IBM is already using OpenShift AI
Wright noted that the reality for many enterprises is that data science experiments often fail, with less than half reaching production.
Red Hat’s goal with OpenShift AI is to have a collection of tools that provide the ability to do all of the training, serving and monitoring needed for AI, and in a way that will help more models reach production. It’s an approach and technology that Red Hat has already proven via its parent company IBM.
Wright commented that the cost and complexity of training large language models (LLMs) is, well, particularly large. When IBM started to build out is new watsonx foundation models — which were publicly announced earlier this month — it turned to Red Hat OpenShift.

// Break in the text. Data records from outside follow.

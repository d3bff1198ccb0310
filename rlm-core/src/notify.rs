//! Notification Dispatcher
//!
//! Best-effort bulk notifications to stakeholders. Delivery problems are
//! reported as a [`DeliveryStatus`], never as an error.

use serde::{Deserialize, Serialize};
use serde_json::Value;
use std::sync::Arc;
use tracing::{debug, warn};

use crate::backend::RetentionBackend;
use crate::types::{EvidenceRecord, LegalHold};

/// Notification category
#[derive(Debug, Clone, Copy, Default, PartialEq, Eq, Serialize, Deserialize)]
#[serde(rename_all = "snake_case")]
pub enum NotificationKind {
    #[default]
    General,
    LegalHold,
    RetentionExpiry,
}

/// A single notification
#[derive(Debug, Clone, PartialEq, Serialize, Deserialize)]
pub struct Notification {
    pub recipient: String,
    pub title: String,
    pub message: String,
    #[serde(rename = "type")]
    pub kind: NotificationKind,
    pub data: Value,
}

/// Outcome of a dispatch
#[derive(Debug, Clone, PartialEq, Eq, Serialize, Deserialize)]
#[serde(rename_all = "snake_case", tag = "status", content = "detail")]
pub enum DeliveryStatus {
    /// Accepted by the notification service
    Delivered(usize),
    /// Nothing to send
    Skipped,
    /// Notification service rejected the batch
    Failed(String),
}

impl DeliveryStatus {
    pub fn is_failed(&self) -> bool {
        matches!(self, DeliveryStatus::Failed(_))
    }
}

/// Legal hold lifecycle event
#[derive(Debug, Clone, Copy, PartialEq, Eq)]
pub enum HoldEvent {
    Created,
    Released,
}

impl HoldEvent {
    pub fn as_str(&self) -> &'static str {
        match self {
            HoldEvent::Created => "created",
            HoldEvent::Released => "released",
        }
    }

    fn title(&self) -> &'static str {
        match self {
            HoldEvent::Created => "Legal Hold Created",
            HoldEvent::Released => "Legal Hold Released",
        }
    }
}

const HOLD_TEMPLATE: &str = "Legal hold for case {caseId} has been {action}. Reason: {reason}";

/// Substitute `{key}` placeholders with values from a metadata object.
/// Unknown placeholders are left as written.
pub fn render(template: &str, metadata: &Value) -> String {
    let mut rendered = template.to_string();
    if let Some(fields) = metadata.as_object() {
        for (key, value) in fields {
            let text = match value {
                Value::String(s) => s.clone(),
                Value::Null => String::new(),
                other => other.to_string(),
            };
            rendered = rendered.replace(&format!("{{{}}}", key), &text);
        }
    }
    rendered
}

/// Notification dispatcher
pub struct NotificationDispatcher {
    backend: Arc<dyn RetentionBackend>,
}

impl NotificationDispatcher {
    pub fn new(backend: Arc<dyn RetentionBackend>) -> Self {
        Self { backend }
    }

    /// Send one notification per recipient
    pub async fn notify(
        &self,
        recipients: &[String],
        subject: &str,
        body_template: &str,
        metadata: &Value,
    ) -> DeliveryStatus {
        self.notify_as(
            NotificationKind::General,
            recipients,
            subject,
            body_template,
            metadata,
        )
        .await
    }

    /// Send one notification of the given kind per recipient
    pub async fn notify_as(
        &self,
        kind: NotificationKind,
        recipients: &[String],
        subject: &str,
        body_template: &str,
        metadata: &Value,
    ) -> DeliveryStatus {
        let message = render(body_template, metadata);
        let notifications: Vec<Notification> = recipients
            .iter()
            .map(|recipient| Notification {
                recipient: recipient.clone(),
                title: subject.to_string(),
                message: message.clone(),
                kind,
                data: metadata.clone(),
            })
            .collect();

        self.dispatch(notifications).await
    }

    /// Notify hold stakeholders of a lifecycle event
    pub async fn notify_hold_event(&self, hold: &LegalHold, event: HoldEvent) -> DeliveryStatus {
        let metadata = serde_json::json!({
            "legalHoldId": hold.id,
            "caseId": hold.case_id,
            "action": event.as_str(),
            "reason": hold.reason,
        });

        self.notify_as(
            NotificationKind::LegalHold,
            &hold.notifications.stakeholders,
            event.title(),
            HOLD_TEMPLATE,
            &metadata,
        )
        .await
    }

    /// Warn submitters that their evidence is about to expire.
    /// Records without a submitter are skipped.
    pub async fn notify_retention_expiry(&self, records: &[EvidenceRecord]) -> DeliveryStatus {
        let notifications: Vec<Notification> = records
            .iter()
            .filter_map(|record| {
                let recipient = record.submitted_by.clone()?;
                let title = record.title.as_deref().unwrap_or(&record.id);
                let expires = record
                    .expiry_date
                    .map(|date| date.format("%Y-%m-%d").to_string())
                    .unwrap_or_else(|| "an unscheduled date".to_string());

                Some(Notification {
                    recipient,
                    title: "Evidence Retention Expiring".to_string(),
                    message: format!("Evidence \"{}\" will expire on {}", title, expires),
                    kind: NotificationKind::RetentionExpiry,
                    data: serde_json::json!({
                        "evidenceId": record.id,
                        "expiryDate": record.expiry_date,
                    }),
                })
            })
            .collect();

        self.dispatch(notifications).await
    }

    async fn dispatch(&self, notifications: Vec<Notification>) -> DeliveryStatus {
        if notifications.is_empty() {
            return DeliveryStatus::Skipped;
        }

        let count = notifications.len();
        match self.backend.create_notifications(&notifications).await {
            Ok(()) => {
                debug!(count = count, "Notifications sent");
                DeliveryStatus::Delivered(count)
            }
            Err(e) => {
                warn!(count = count, error = %e, "Failed to send notifications");
                DeliveryStatus::Failed(e.to_string())
            }
        }
    }
}
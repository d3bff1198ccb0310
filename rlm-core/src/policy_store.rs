//! Retention Policy Store
//!
//! Session cache of retention policies. Every mutation is admin-only,
//! persisted to the backend first, and only then reflected in the cache.

use chrono::Utc;
use std::collections::HashMap;
use std::sync::Arc;
use tokio::sync::RwLock;
use tracing::{info, warn};

use crate::access::{AccessGate, AccessLevel};
use crate::audit::{AdminAction, AuditLogger};
use crate::backend::RetentionBackend;
use crate::error::{RetentionError, RetentionResult};
use crate::locks::{policy_key, EntityLocks};
use crate::types::{
    IdGenerator, PolicyDraft, PolicyUpdate, RetentionAssignment, RetentionPolicy,
    POLICY_ID_PREFIX,
};

/// Retention policy store
pub struct PolicyStore {
    /// Policies by ID
    policies: RwLock<HashMap<String, RetentionPolicy>>,
    backend: Arc<dyn RetentionBackend>,
    gate: Arc<AccessGate>,
    audit: Arc<AuditLogger>,
    locks: Arc<EntityLocks>,
    ids: Arc<IdGenerator>,
}

impl PolicyStore {
    pub fn new(
        backend: Arc<dyn RetentionBackend>,
        gate: Arc<AccessGate>,
        audit: Arc<AuditLogger>,
        locks: Arc<EntityLocks>,
        ids: Arc<IdGenerator>,
    ) -> Self {
        Self {
            policies: RwLock::new(HashMap::new()),
            backend,
            gate,
            audit,
            locks,
            ids,
        }
    }

    /// Replace the cache with the backend's policy table
    pub async fn refresh(&self) -> RetentionResult<usize> {
        let loaded = self.backend.list_policies().await?;
        let count = loaded.len();

        let mut policies = self.policies.write().await;
        policies.clear();
        policies.extend(loaded.into_iter().map(|p| (p.id.clone(), p)));

        info!(count = count, "Retention policies loaded");
        Ok(count)
    }

    /// Get a cached policy
    pub async fn get(&self, policy_id: &str) -> Option<RetentionPolicy> {
        self.policies.read().await.get(policy_id).cloned()
    }

    /// All cached policies, oldest first
    pub async fn list(&self) -> Vec<RetentionPolicy> {
        let mut policies: Vec<_> = self.policies.read().await.values().cloned().collect();
        policies.sort_by(|a, b| a.created_at.cmp(&b.created_at).then(a.id.cmp(&b.id)));
        policies
    }

    /// Number of cached policies
    pub async fn len(&self) -> usize {
        self.policies.read().await.len()
    }

    pub async fn is_empty(&self) -> bool {
        self.policies.read().await.is_empty()
    }

    /// Create a policy
    pub async fn create(&self, draft: PolicyDraft) -> RetentionResult<RetentionPolicy> {
        self.gate
            .require(AccessLevel::Admin, "create retention policy")?;

        let actor = self.gate.actor();
        let policy = RetentionPolicy::from_draft(
            self.ids.next(POLICY_ID_PREFIX),
            draft,
            &actor.id,
            Utc::now(),
        )?;

        let _guard = self.locks.lock(&policy_key(&policy.id)).await;

        self.backend.create_policy(&policy).await.map_err(|e| {
            warn!(policy_id = %policy.id, error = %e, "Failed to create retention policy");
            e
        })?;

        self.policies
            .write()
            .await
            .insert(policy.id.clone(), policy.clone());

        info!(
            policy_id = %policy.id,
            name = %policy.name,
            retention_days = policy.retention_days,
            "Retention policy created"
        );

        self.audit
            .log(
                AdminAction::RetentionPolicyCreated,
                Some(&policy.id),
                serde_json::json!({
                    "policyName": policy.name,
                    "retentionDays": policy.retention_days,
                }),
            )
            .await;

        Ok(policy)
    }

    /// Update a cached policy
    pub async fn update(
        &self,
        policy_id: &str,
        updates: PolicyUpdate,
    ) -> RetentionResult<RetentionPolicy> {
        self.gate
            .require(AccessLevel::Admin, "update retention policy")?;

        let _guard = self.locks.lock(&policy_key(policy_id)).await;

        let current = self
            .get(policy_id)
            .await
            .ok_or_else(|| RetentionError::not_found("Retention policy", policy_id))?;

        let actor = self.gate.actor();
        let updated = current.merged(&updates, &actor.id, Utc::now())?;

        self.backend.update_policy(&updated).await.map_err(|e| {
            warn!(policy_id = %policy_id, error = %e, "Failed to update retention policy");
            e
        })?;

        self.policies
            .write()
            .await
            .insert(policy_id.to_string(), updated.clone());

        info!(policy_id = %policy_id, "Retention policy updated");

        self.audit
            .log(
                AdminAction::RetentionPolicyUpdated,
                Some(policy_id),
                serde_json::json!({ "changes": updates }),
            )
            .await;

        Ok(updated)
    }

    /// Delete a policy no evidence refers to
    pub async fn delete(&self, policy_id: &str) -> RetentionResult<()> {
        self.gate
            .require(AccessLevel::Admin, "delete retention policy")?;

        let _guard = self.locks.lock(&policy_key(policy_id)).await;

        let in_use = self.backend.evidence_by_policy(policy_id).await?;
        if !in_use.is_empty() {
            warn!(
                policy_id = %policy_id,
                evidence_count = in_use.len(),
                "Retention policy deletion blocked"
            );
            return Err(RetentionError::conflict(format!(
                "Cannot delete policy {}: {} evidence item(s) are using this policy",
                policy_id,
                in_use.len()
            )));
        }

        self.backend.delete_policy(policy_id).await.map_err(|e| {
            warn!(policy_id = %policy_id, error = %e, "Failed to delete retention policy");
            e
        })?;

        self.policies.write().await.remove(policy_id);

        info!(policy_id = %policy_id, "Retention policy deleted");

        self.audit
            .log(
                AdminAction::RetentionPolicyDeleted,
                Some(policy_id),
                serde_json::json!({}),
            )
            .await;

        Ok(())
    }

    /// Assign evidence to a policy, starting its retention clock now
    pub async fn apply(
        &self,
        evidence_ids: &[String],
        policy_id: &str,
    ) -> RetentionResult<RetentionAssignment> {
        self.gate
            .require(AccessLevel::Admin, "apply retention policy")?;

        if evidence_ids.is_empty() {
            return Err(RetentionError::validation(
                "at least one evidence id is required",
            ));
        }

        let _guard = self.locks.lock(&policy_key(policy_id)).await;

        let policy = self
            .get(policy_id)
            .await
            .ok_or_else(|| RetentionError::not_found("Retention policy", policy_id))?;
        if !policy.is_active {
            return Err(RetentionError::validation(format!(
                "retention policy {} is inactive",
                policy_id
            )));
        }

        let now = Utc::now();
        let assignment = RetentionAssignment {
            evidence_ids: evidence_ids.to_vec(),
            policy_id: policy.id.clone(),
            expiry_date: policy.expiry_from(now),
            applied_by: self.gate.actor().id.clone(),
        };

        self.backend
            .apply_retention_policy(&assignment)
            .await
            .map_err(|e| {
                warn!(policy_id = %policy_id, error = %e, "Failed to apply retention policy");
                e
            })?;

        info!(
            policy_id = %policy_id,
            evidence_count = evidence_ids.len(),
            expiry_date = %assignment.expiry_date,
            "Retention policy applied"
        );

        self.audit
            .log(
                AdminAction::RetentionPolicyApplied,
                Some(policy_id),
                serde_json::json!({
                    "evidenceIds": assignment.evidence_ids,
                    "expiryDate": assignment.expiry_date,
                }),
            )
            .await;

        Ok(assignment)
    }
}
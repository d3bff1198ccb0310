//! Retention Lifecycle Manager
//!
//! Owns every component for one session actor. There is no global
//! instance; construct one per session (or per test).

use std::sync::Arc;
use tracing::info;

use crate::access::AccessGate;
use crate::archive::EvidenceArchiver;
use crate::audit::AuditLogger;
use crate::backend::{HttpBackend, RetentionBackend};
use crate::config::ManagerConfig;
use crate::error::RetentionResult;
use crate::guard::DeletionGuard;
use crate::hold_store::LegalHoldStore;
use crate::locks::EntityLocks;
use crate::notify::NotificationDispatcher;
use crate::policy_store::PolicyStore;
use crate::scheduler::{ExpiryScheduler, SchedulerHandle};
use crate::types::{Actor, ArchiveRequest, EvidenceRecord, IdGenerator};

/// Retention lifecycle manager
pub struct RetentionLifecycleManager {
    config: ManagerConfig,
    backend: Arc<dyn RetentionBackend>,
    gate: Arc<AccessGate>,
    audit: Arc<AuditLogger>,
    notifier: Arc<NotificationDispatcher>,
    policies: Arc<PolicyStore>,
    holds: Arc<LegalHoldStore>,
    guard: DeletionGuard,
    archiver: Arc<EvidenceArchiver>,
    scheduler: Arc<ExpiryScheduler>,
}

impl RetentionLifecycleManager {
    /// Wire a manager for `actor` over `backend`
    pub fn new(actor: Actor, backend: Arc<dyn RetentionBackend>, config: ManagerConfig) -> Self {
        let gate = Arc::new(AccessGate::new(actor.clone()));
        let audit = Arc::new(AuditLogger::new(backend.clone(), actor.id));
        let notifier = Arc::new(NotificationDispatcher::new(backend.clone()));
        let locks = Arc::new(EntityLocks::new());
        let ids = Arc::new(IdGenerator::new());

        let policies = Arc::new(PolicyStore::new(
            backend.clone(),
            gate.clone(),
            audit.clone(),
            locks.clone(),
            ids.clone(),
        ));
        let holds = Arc::new(LegalHoldStore::new(
            backend.clone(),
            gate.clone(),
            audit.clone(),
            notifier.clone(),
            locks.clone(),
            ids,
        ));
        let archiver = Arc::new(EvidenceArchiver::new(
            backend.clone(),
            gate.clone(),
            audit.clone(),
            locks,
        ));
        let scheduler = Arc::new(ExpiryScheduler::new(
            backend.clone(),
            notifier.clone(),
            archiver.clone(),
            policies.clone(),
            config.scheduler.clone(),
        ));

        Self {
            guard: DeletionGuard::new(backend.clone()),
            config,
            backend,
            gate,
            audit,
            notifier,
            policies,
            holds,
            archiver,
            scheduler,
        }
    }

    /// Validate `config` and connect to its REST backend
    pub fn connect(actor: Actor, config: ManagerConfig) -> RetentionResult<Self> {
        config.validate()?;
        let backend = Arc::new(HttpBackend::from_config(&config)?);
        Ok(Self::new(actor, backend, config))
    }

    /// Load policies and holds into the session caches
    pub async fn initialize(&self) -> RetentionResult<()> {
        let policies = self.policies.refresh().await?;
        let holds = self.holds.refresh().await?;

        info!(
            actor = %self.gate.actor().id,
            role = %self.gate.actor().role,
            policies = policies,
            holds = holds,
            "Retention lifecycle manager initialized"
        );
        Ok(())
    }

    pub fn actor(&self) -> &Actor {
        self.gate.actor()
    }

    pub fn config(&self) -> &ManagerConfig {
        &self.config
    }

    pub fn access(&self) -> &AccessGate {
        &self.gate
    }

    pub fn policies(&self) -> &PolicyStore {
        &self.policies
    }

    pub fn holds(&self) -> &LegalHoldStore {
        &self.holds
    }

    pub fn guard(&self) -> &DeletionGuard {
        &self.guard
    }

    pub fn archiver(&self) -> &EvidenceArchiver {
        &self.archiver
    }

    pub fn notifier(&self) -> &NotificationDispatcher {
        &self.notifier
    }

    pub fn audit(&self) -> &AuditLogger {
        &self.audit
    }

    pub fn scheduler(&self) -> &Arc<ExpiryScheduler> {
        &self.scheduler
    }

    /// Evidence expiring within `days_ahead` days
    pub async fn expiring_evidence(&self, days_ahead: u32) -> RetentionResult<Vec<EvidenceRecord>> {
        self.backend.expiring_evidence(days_ahead).await
    }

    /// Archive evidence
    pub async fn archive(
        &self,
        evidence_ids: &[String],
        archive_location: &str,
    ) -> RetentionResult<ArchiveRequest> {
        self.archiver.archive(evidence_ids, archive_location).await
    }

    /// Start the expiry scheduler, or `None` when disabled in config
    pub fn start_scheduler(&self) -> Option<SchedulerHandle> {
        if !self.config.scheduler.enabled {
            info!("Expiry scheduler disabled");
            return None;
        }
        Some(ExpiryScheduler::start(self.scheduler.clone()))
    }
}

#[cfg(test)]
mod tests {
    use super::*;
    use crate::error::RetentionError;
    use crate::guard::GuardVerdict;
    use crate::testing::{Endpoint, RecordingBackend};
    use crate::types::{DeletionCheck, LegalHoldDraft, PolicyDraft, Role};

    fn manager_for(backend: &Arc<RecordingBackend>, role: Role) -> RetentionLifecycleManager {
        RetentionLifecycleManager::new(
            Actor::new("0xsession", role),
            backend.clone(),
            ManagerConfig::default(),
        )
    }

    #[tokio::test]
    async fn test_initialize_loads_caches() {
        let backend = Arc::new(RecordingBackend::new());
        let admin = manager_for(&backend, Role::Admin);
        admin
            .policies()
            .create(PolicyDraft {
                name: "Bodycam 90d".to_string(),
                retention_days: 90,
                ..Default::default()
            })
            .await
            .unwrap();
        admin
            .holds()
            .create(LegalHoldDraft {
                case_id: "CASE-1".to_string(),
                reason: "Preservation letter".to_string(),
                ..Default::default()
            })
            .await
            .unwrap();

        let viewer = manager_for(&backend, Role::Auditor);
        viewer.initialize().await.unwrap();

        assert_eq!(viewer.policies().len().await, 1);
        assert_eq!(viewer.holds().active().await.len(), 1);
        assert_eq!(viewer.actor().role, Role::Auditor);
    }

    #[tokio::test]
    async fn test_initialize_propagates_backend_failure() {
        let backend = Arc::new(RecordingBackend::new());
        backend.fail(Endpoint::ListHolds).await;
        let manager = manager_for(&backend, Role::Admin);

        assert!(matches!(
            manager.initialize().await,
            Err(RetentionError::Persistence { .. })
        ));
    }

    #[tokio::test]
    async fn test_hold_blocks_deletion_end_to_end() {
        let backend = Arc::new(RecordingBackend::new());
        let manager = manager_for(&backend, Role::CourtOfficial);
        let outcome = manager
            .holds()
            .create(LegalHoldDraft {
                case_id: "CASE-9".to_string(),
                reason: "Court order 2026-117".to_string(),
                evidence_ids: ["EV-1".to_string()].into_iter().collect(),
                ..Default::default()
            })
            .await
            .unwrap();

        // The backend now reports the hold for EV-1
        backend
            .set_deletion_check(
                "EV-1",
                DeletionCheck {
                    has_legal_hold: true,
                    legal_hold_id: Some(outcome.hold.id.clone()),
                    legal_hold_reason: Some(outcome.hold.reason.clone()),
                    has_active_retention: true,
                    retention_expired: true,
                    ..Default::default()
                },
            )
            .await;

        assert_eq!(
            manager.guard().can_delete("EV-1").await.unwrap(),
            GuardVerdict::BlockedByLegalHold {
                hold_id: Some(outcome.hold.id),
                reason: "Court order 2026-117".to_string(),
            }
        );
    }

    #[tokio::test]
    async fn test_archive_and_expiring_passthrough() {
        let backend = Arc::new(RecordingBackend::new());
        backend
            .set_expiring(30, vec![EvidenceRecord::new("EV-5")])
            .await;
        let manager = manager_for(&backend, Role::Admin);

        let expiring = manager.expiring_evidence(30).await.unwrap();
        assert_eq!(expiring[0].id, "EV-5");

        let request = manager
            .archive(&["EV-5".to_string()], "cold-storage")
            .await
            .unwrap();
        assert_eq!(request.archived_by, "0xsession");
    }

    #[tokio::test]
    async fn test_scheduler_disabled_by_config() {
        let backend = Arc::new(RecordingBackend::new());
        let mut config = ManagerConfig::default();
        config.scheduler.enabled = false;
        let manager = RetentionLifecycleManager::new(
            Actor::new("0xsession", Role::Admin),
            backend.clone(),
            config,
        );

        assert!(manager.start_scheduler().is_none());
    }

    #[tokio::test]
    async fn test_scheduler_starts_and_stops() {
        let backend = Arc::new(RecordingBackend::new());
        let manager = manager_for(&backend, Role::Admin);

        let handle = manager.start_scheduler().unwrap();
        assert!(!handle.is_finished());
        handle.shutdown().await;
    }

    #[test]
    fn test_connect_rejects_bad_config() {
        let config = ManagerConfig {
            api_url: "not a url".to_string(),
            ..Default::default()
        };
        assert!(matches!(
            RetentionLifecycleManager::connect(Actor::new("0xsession", Role::Admin), config),
            Err(RetentionError::Configuration(_))
        ));
    }
}
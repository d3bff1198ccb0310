//! Telemetry
//!
//! Structured logging setup shared by the CLI and embedding services.

pub mod logging;

pub use logging::{init_logging, LogConfig, LogFormat, LogLevel};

“Our platform is the platform that IBM uses to build, train and manage their foundation models just to show you the kind of scale and production capabilities that we have built into OpenShift AI”
The challenges of AI/ML deployments and Red Hat’s solution
Red Hat is building a series of enhanced capabilities into OpenShift AI. Among them is model performance capabilities. Wright said OpenShift AI will continue to improve data scientists’ ability to manage the monitoring and performance of a model deployed into production. Part of model performance is also about watching for potential model drift and making sure that a model remains accurate.
Deployment pipelines for AI/ML workloads is also critical. To that end, Red Hat OpenShift AI is enabling organizations to create repeatable approaches for model builds and deployment. There is also an effort to integrate custom runtimes for building AI/ML models.
“One of the things that we’ve discovered is that data science teams spend a disproportionate amount of their time just assembling their tools,”
said Wright. “Of course, we can produce a set of tools, but it may not be the exact set of tools that an enterprise is looking for, so they may need to customize the runtime environment.”
What’s also needed to help AI/ML workloads reach production is the ability to integrate AI quality metrics. Wright noted that many data science experiments fail because they lack alignment with business outcomes.
When that happens, “it’s hard to measure your success,” said Wright. “So, making sure we can build metrics into that whole pipeline I think is really critical.”